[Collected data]

● ● ● ● ● ● ●

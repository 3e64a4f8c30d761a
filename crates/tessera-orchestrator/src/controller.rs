//! Bounded quality loop around the scheduler.

use serde::{Deserialize, Serialize};
use tessera_state::{GraphState, PartialState, merge};
use tokio_util::sync::CancellationToken;
use tracing::{info, warn};

use crate::error::OrchestratorError;
use crate::events::RunEvent;
use crate::scheduler::Scheduler;

/// Where a run stands between passes.
#[derive(Debug, Clone, Copy, PartialEq, Eq, Serialize, Deserialize)]
#[serde(rename_all = "snake_case")]
pub enum Phase {
  /// No pass has completed yet.
  Designing,
  /// A pass completed and wrote a report that has not been judged yet.
  Assembled,
  /// The report fell short; the graph runs again from its entry tasks.
  Iterating,
  /// Terminal.
  Finalized,
}

/// Decides after each pass whether to run the graph again.
#[derive(Debug, Clone, Copy, PartialEq)]
pub struct IterationController {
  /// Reports scoring below this percentage trigger another pass.
  quality_threshold: f64,
}

/// State after the last pass, and how many passes ran.
#[derive(Debug, Clone)]
pub struct Completed {
  pub state: GraphState,
  pub passes: u32,
}

impl IterationController {
  pub fn new(quality_threshold: f64) -> Self {
    Self { quality_threshold }
  }

  /// Judge an assembled pass.
  pub fn decide(&self, state: &GraphState) -> Phase {
    if state.iteration.saturating_add(1) >= state.max_iterations {
      return Phase::Finalized;
    }
    match &state.report {
      Some(report) if report.overall_percent() < self.quality_threshold => Phase::Iterating,
      Some(_) => Phase::Finalized,
      None => {
        warn!(iteration = state.iteration, "pass produced no report");
        Phase::Finalized
      }
    }
  }

  /// Run passes until the controller finalizes.
  ///
  /// Every pass sees the whole accumulated state of the previous ones. At
  /// most `state.max_iterations` passes run.
  pub async fn run(
    &self,
    scheduler: &Scheduler<'_>,
    mut state: GraphState,
    cancel: &CancellationToken,
    notify: impl Fn(RunEvent),
  ) -> Result<Completed, OrchestratorError> {
    let run_id = scheduler.run_id().to_string();
    let budget = state.max_iterations.max(1);
    let mut phase = Phase::Designing;
    let mut passes = 0;

    while passes < budget && phase != Phase::Finalized {
      notify(RunEvent::PassStarted {
        run_id: run_id.clone(),
        iteration: state.iteration,
      });

      state = scheduler.run(state, cancel).await?;
      passes += 1;
      phase = Phase::Assembled;

      let overall_percent = state.report.as_ref().map(|r| r.overall_percent());
      let next = self.decide(&state);

      info!(
        run_id = %run_id,
        iteration = state.iteration,
        overall_percent = ?overall_percent,
        from = ?phase,
        next = ?next,
        "pass_completed"
      );
      notify(RunEvent::PassCompleted {
        run_id: run_id.clone(),
        iteration: state.iteration,
        overall_percent,
        next,
      });

      if next == Phase::Iterating {
        let iteration = state.iteration + 1;
        state = merge(state, PartialState::new().with_iteration(iteration));
      }
      phase = next;
    }

    Ok(Completed { state, passes })
  }
}
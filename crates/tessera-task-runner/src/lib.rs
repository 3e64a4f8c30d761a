//! Tessera Task Runner
//!
//! Executes one fallible async call under a retry policy: on failure wait
//! `base_delay * 2^attempt` and try again, up to `max_attempts` in total.
//! There is no wait after the final attempt.
//!
//! The runner does not log. Every failed attempt is returned as an
//! [`AttemptFailure`] so the caller can record and report it.

mod error;
mod policy;
mod runner;

pub use error::RetryError;
pub use policy::RetryPolicy;
pub use runner::{AttemptFailure, Invocation, TaskRunner};
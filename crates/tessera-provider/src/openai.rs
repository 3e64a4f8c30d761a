//! Client for OpenAI-compatible chat completion endpoints.

use std::time::Duration;

use async_trait::async_trait;
use reqwest::header::{AUTHORIZATION, CONTENT_TYPE, HeaderMap, HeaderValue};
use serde::{Deserialize, Serialize};
use tessera_config::ProviderDef;

use crate::error::ProviderError;
use crate::service::{CompletionRequest, GenerationService};

const DEFAULT_TIMEOUT: Duration = Duration::from_secs(120);

/// Error bodies are cut to this many characters in error messages.
const MAX_ERROR_BODY: usize = 512;

#[derive(Debug, Clone)]
pub struct OpenAiCompatible {
  name: String,
  model: String,
  base_url: String,
  client: reqwest::Client,
}

impl OpenAiCompatible {
  pub fn new(
    name: impl Into<String>,
    base_url: impl Into<String>,
    model: impl Into<String>,
    api_key: Option<String>,
    timeout: Duration,
  ) -> Result<Self, ProviderError> {
    let mut headers = HeaderMap::new();
    headers.insert(CONTENT_TYPE, HeaderValue::from_static("application/json"));
    if let Some(key) = api_key {
      let value = HeaderValue::from_str(&format!("Bearer {}", key))
        .map_err(|_| ProviderError::config("API key is not a valid header value"))?;
      headers.insert(AUTHORIZATION, value);
    }

    let client = reqwest::Client::builder()
      .timeout(timeout)
      .default_headers(headers)
      .build()
      .map_err(|e| ProviderError::config(format!("failed to create HTTP client: {}", e)))?;

    Ok(Self {
      name: name.into(),
      model: model.into(),
      base_url: base_url.into().trim_end_matches('/').to_string(),
      client,
    })
  }

  /// Build a client from its definition, reading the key from the environment.
  pub fn from_def(def: &ProviderDef) -> Result<Self, ProviderError> {
    let api_key = match &def.api_key_env {
      Some(var) => Some(
        std::env::var(var)
          .map_err(|_| ProviderError::config(format!("environment variable {} is not set", var)))?,
      ),
      None => None,
    };
    let timeout = def
      .timeout_ms
      .map(Duration::from_millis)
      .unwrap_or(DEFAULT_TIMEOUT);
    Self::new(&def.name, &def.base_url, &def.model, api_key, timeout)
  }

  fn chat_url(&self) -> String {
    format!("{}/chat/completions", self.base_url)
  }
}

#[derive(Serialize)]
struct ChatApiRequest<'a> {
  model: &'a str,
  messages: Vec<ApiMessage<'a>>,
  #[serde(skip_serializing_if = "Option::is_none")]
  temperature: Option<f32>,
  #[serde(skip_serializing_if = "Option::is_none")]
  max_tokens: Option<u32>,
}

#[derive(Serialize)]
struct ApiMessage<'a> {
  role: &'static str,
  content: &'a str,
}

#[derive(Deserialize)]
struct ChatApiResponse {
  #[serde(default)]
  choices: Vec<Choice>,
  error: Option<ApiError>,
}

#[derive(Deserialize)]
struct Choice {
  message: Option<ChoiceMessage>,
}

#[derive(Deserialize)]
struct ChoiceMessage {
  content: Option<String>,
}

#[derive(Deserialize)]
struct ApiError {
  message: String,
}

#[async_trait]
impl GenerationService for OpenAiCompatible {
  fn name(&self) -> &str {
    &self.name
  }

  async fn complete(&self, request: &CompletionRequest) -> Result<String, ProviderError> {
    let mut messages = Vec::with_capacity(2);
    if !request.system_prompt.is_empty() {
      messages.push(ApiMessage {
        role: "system",
        content: &request.system_prompt,
      });
    }
    messages.push(ApiMessage {
      role: "user",
      content: &request.user_message,
    });

    let body = ChatApiRequest {
      model: &self.model,
      messages,
      temperature: request.options.temperature,
      max_tokens: request.options.max_tokens,
    };

    let response = self
      .client
      .post(self.chat_url())
      .json(&body)
      .send()
      .await
      .map_err(|e| ProviderError::Transport(e.to_string()))?;

    let status = response.status();
    let text = response
      .text()
      .await
      .map_err(|e| ProviderError::Transport(e.to_string()))?;

    if !status.is_success() {
      let message = serde_json::from_str::<ChatApiResponse>(&text)
        .ok()
        .and_then(|r| r.error)
        .map(|e| e.message)
        .unwrap_or_else(|| text.chars().take(MAX_ERROR_BODY).collect());
      return Err(ProviderError::Http {
        status: status.as_u16(),
        message,
      });
    }

    let parsed: ChatApiResponse = serde_json::from_str(&text)
      .map_err(|e| ProviderError::InvalidResponse(format!("malformed body: {}", e)))?;

    if let Some(error) = parsed.error {
      return Err(ProviderError::InvalidResponse(error.message));
    }

    parsed
      .choices
      .into_iter()
      .next()
      .and_then(|c| c.message)
      .and_then(|m| m.content)
      .ok_or_else(|| ProviderError::InvalidResponse("response has no message content".to_string()))
  }
}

● ● ● ● ● ● ●

■ **Work to complete**
In the records above, locate every line with the string "role" and copy it.

■ **Reply**
  role: &'static str,
        role: "system",
      role: "user",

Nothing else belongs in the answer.